- **Exercise directions**: Whenever a line in the data below includes the string "message", copy it out.

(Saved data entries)
*-*-*

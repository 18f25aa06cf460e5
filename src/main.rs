use std::time::Instant;

use rand::SeedableRng;
use rand::rngs::StdRng;
use tracing_profile::init_tracing;

use binius_pcs::{
    Result,
    field::{BF8, BF32, BF128, BinaryField},
    pcs::{PcsCommitment, PolyCommitScheme, basic::BasicPcs, block::BlockPcs, ring_switch::RingSwitchPcs},
    utils::{
        channel::Challenger,
        log2,
        mle::{MultilinearExtension, MultilinearQuery},
    },
};

const SEED: u64 = 123;

fn main() -> Result<()> {
    let _guard = init_tracing().expect("failed to initialize tracing");

    let basic = BasicPcs::new(BF8, BF128, 11, 5, 2, 64)?;
    run("basic", &basic, BF8, BF128, 11)?;

    let block = BlockPcs::new(BF8, BF32, BF128, 11, 3, 2, 64)?;
    run("block", &block, BF8, BF128, 11)?;

    let n_vars = 11;
    let packed_vars = n_vars - log2(BF128.degree(BF8));
    let inner = BasicPcs::new(BF128, BF128, packed_vars, 3, 2, 64)?;
    let ring_switch = RingSwitchPcs::new(BF8, BF128, inner, n_vars)?;
    run("ring-switching", &ring_switch, BF8, BF128, n_vars)?;

    Ok(())
}

fn run<P: PolyCommitScheme>(
    name: &str,
    pcs: &P,
    base: BinaryField,
    ext: BinaryField,
    n_vars: usize,
) -> Result<()> {
    println!("--------------|| {name} pcs, {n_vars} variables ||--------------");

    let mut rng = StdRng::seed_from_u64(SEED);
    let poly = MultilinearExtension::from_evals(
        (0..1usize << n_vars).map(|_| base.random_element(&mut rng)).collect(),
        base,
    );
    let query: Vec<_> = (0..n_vars).map(|_| ext.random_element(&mut rng)).collect();
    let value = poly.evaluate(&MultilinearQuery::with_full_query(&query, ext));

    let time = Instant::now();
    let (commitment, committed) = pcs.commit(&poly)?;
    println!("commit: {:?}", time.elapsed());

    let mut challenger = Challenger::new();
    challenger.observe_bytes(&commitment.serialize());
    let mut prover_challenger = challenger.clone();
    let mut verifier_challenger = challenger;

    let time = Instant::now();
    let proof = pcs.prove_evaluation(&mut prover_challenger, &committed, &poly, &query)?;
    println!("prove: {:?}", time.elapsed());

    let time = Instant::now();
    let ok = pcs.verify_evaluation(&mut verifier_challenger, &commitment, &query, &proof, value)?;
    println!("verify: {:?}\n", time.elapsed());
    anyhow::ensure!(ok, "{name} verification failed");

    Ok(())
}
use rayon::iter::{IntoParallelIterator, IntoParallelRefMutIterator, ParallelIterator};

use crate::field::{BinaryField, FieldElement};

use super::{inner_product, log2};

/// Equality-indicator expansion of a query point q in L^k: entry i is the
/// product over bits of i of q_b or (1 - q_b).
#[derive(Clone, Debug)]
pub struct MultilinearQuery {
    field: BinaryField,
    n_vars: usize,
    expanded: Vec<FieldElement>,
}

impl MultilinearQuery {
    pub fn new(field: BinaryField) -> Self {
        Self { field, n_vars: 0, expanded: vec![field.one()] }
    }

    pub fn with_full_query(query: &[FieldElement], field: BinaryField) -> Self {
        let mut q = Self::new(field);
        q.update(query);
        q
    }

    /// Doubling recurrence; each coordinate splits every table entry into
    /// its (1 - q) and q halves, the new variable occupying the high bit.
    pub fn update(&mut self, coords: &[FieldElement]) {
        for &coord in coords {
            let mut high = vec![self.field.zero(); self.expanded.len()];
            (self.expanded.par_iter_mut(), high.par_iter_mut())
                .into_par_iter()
                .for_each(|(low, hi)| {
                    *hi = coord * *low;
                    *low += *hi;
                });
            self.expanded.append(&mut high);
            self.n_vars += 1;
        }
    }

    pub fn field(&self) -> BinaryField {
        self.field
    }

    pub fn n_vars(&self) -> usize {
        self.n_vars
    }

    pub fn expansion(&self) -> &[FieldElement] {
        &self.expanded
    }
}

/// Multilinear polynomial given by its table of evaluations on the Boolean
/// hypercube.
#[derive(Clone, Debug, PartialEq, Eq)]
pub struct MultilinearExtension {
    field: BinaryField,
    n_vars: usize,
    evals: Vec<FieldElement>,
}

impl MultilinearExtension {
    pub fn from_evals(evals: Vec<FieldElement>, field: BinaryField) -> Self {
        let n_vars = log2(evals.len());
        assert!(evals.iter().all(|e| e.field() == field), "evaluations must live in {field}");
        Self { field, n_vars, evals }
    }

    pub fn field(&self) -> BinaryField {
        self.field
    }

    pub fn n_vars(&self) -> usize {
        self.n_vars
    }

    pub fn evals(&self) -> &[FieldElement] {
        &self.evals
    }

    pub fn eval_on_hypercube(&self, index: usize) -> FieldElement {
        self.evals[index]
    }

    pub fn evaluate(&self, query: &MultilinearQuery) -> FieldElement {
        assert_eq!(query.n_vars(), self.n_vars, "query arity mismatch");
        inner_product(query.expansion(), &self.evals, query.field().join(self.field))
    }

    /// Bind the high-index variables: view the table as a 2^k x 2^{n-k}
    /// row-major matrix and left-multiply by the query expansion.
    pub fn evaluate_partial_high(&self, query: &MultilinearQuery) -> MultilinearExtension {
        assert!(query.n_vars() <= self.n_vars, "query arity exceeds polynomial arity");
        let row_len = 1usize << (self.n_vars - query.n_vars());
        let out_field = query.field().join(self.field);
        let expansion = query.expansion();
        let evals: Vec<FieldElement> = (0..row_len)
            .into_par_iter()
            .map(|j| {
                expansion
                    .iter()
                    .enumerate()
                    .fold(out_field.zero(), |acc, (r, &q)| acc + q * self.evals[r * row_len + j])
            })
            .collect();
        Self::from_evals(evals, out_field)
    }

    /// Bind the low-index variables: the symmetric right-multiplication.
    pub fn evaluate_partial_low(&self, query: &MultilinearQuery) -> MultilinearExtension {
        assert!(query.n_vars() <= self.n_vars, "query arity exceeds polynomial arity");
        let row_len = 1usize << query.n_vars();
        let out_field = query.field().join(self.field);
        let evals: Vec<FieldElement> = (0..self.evals.len() >> query.n_vars())
            .into_par_iter()
            .map(|i| {
                inner_product(
                    &self.evals[i * row_len..(i + 1) * row_len],
                    query.expansion(),
                    out_field,
                )
            })
            .collect();
        Self::from_evals(evals, out_field)
    }
}
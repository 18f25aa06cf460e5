use anyhow::ensure;

use crate::Result;
use crate::field::BinaryField;
use crate::ntt::{AdditiveNtt, NttElement};

/// Reed-Solomon code over a binary field: the codeword of a message of
/// 2^log_dimension novel-basis coefficients is its evaluation on the full
/// 2^{log_dimension + log_inv_rate} additive domain.
pub struct ReedSolomonCode {
    log_dimension: usize,
    log_inv_rate: usize,
    log_length: usize,
    field: BinaryField,
    ntt: AdditiveNtt,
}

impl ReedSolomonCode {
    pub fn new(log_dimension: usize, log_inv_rate: usize, field: BinaryField) -> Result<Self> {
        let log_length = log_dimension + log_inv_rate;
        let ntt = AdditiveNtt::new(log_dimension, log_length, field)?;
        Ok(Self { log_dimension, log_inv_rate, log_length, field, ntt })
    }

    pub fn log_dimension(&self) -> usize {
        self.log_dimension
    }

    pub fn log_inv_rate(&self) -> usize {
        self.log_inv_rate
    }

    pub fn log_length(&self) -> usize {
        self.log_length
    }

    pub fn field(&self) -> BinaryField {
        self.field
    }

    /// Repeating the message once per rate doubling is the butterfly image
    /// of zero-extension in the coefficient domain, so the transform output
    /// is the full-domain evaluation of the degree-bounded interpolant.
    pub fn encode<T: NttElement>(&self, data: &[T]) -> Result<Vec<T>> {
        ensure!(
            data.len() == 1 << self.log_dimension,
            "message length {} does not match dimension 2^{}",
            data.len(),
            self.log_dimension
        );
        let mut encoded = data.to_vec();
        for _ in 0..self.log_inv_rate {
            encoded.extend_from_within(..);
        }
        ensure!(
            encoded.len() == 1 << self.log_length,
            "extension produced {} symbols instead of 2^{}",
            encoded.len(),
            self.log_length
        );
        self.ntt.forward_transform(&mut encoded)?;
        Ok(encoded)
    }
}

*-*-*

- **Exercise response**:
/// Reed-Solomon code over a binary field: the codeword of a message of
    /// Repeating the message once per rate doubling is the butterfly image
            "message length {} does not match dimension 2^{}",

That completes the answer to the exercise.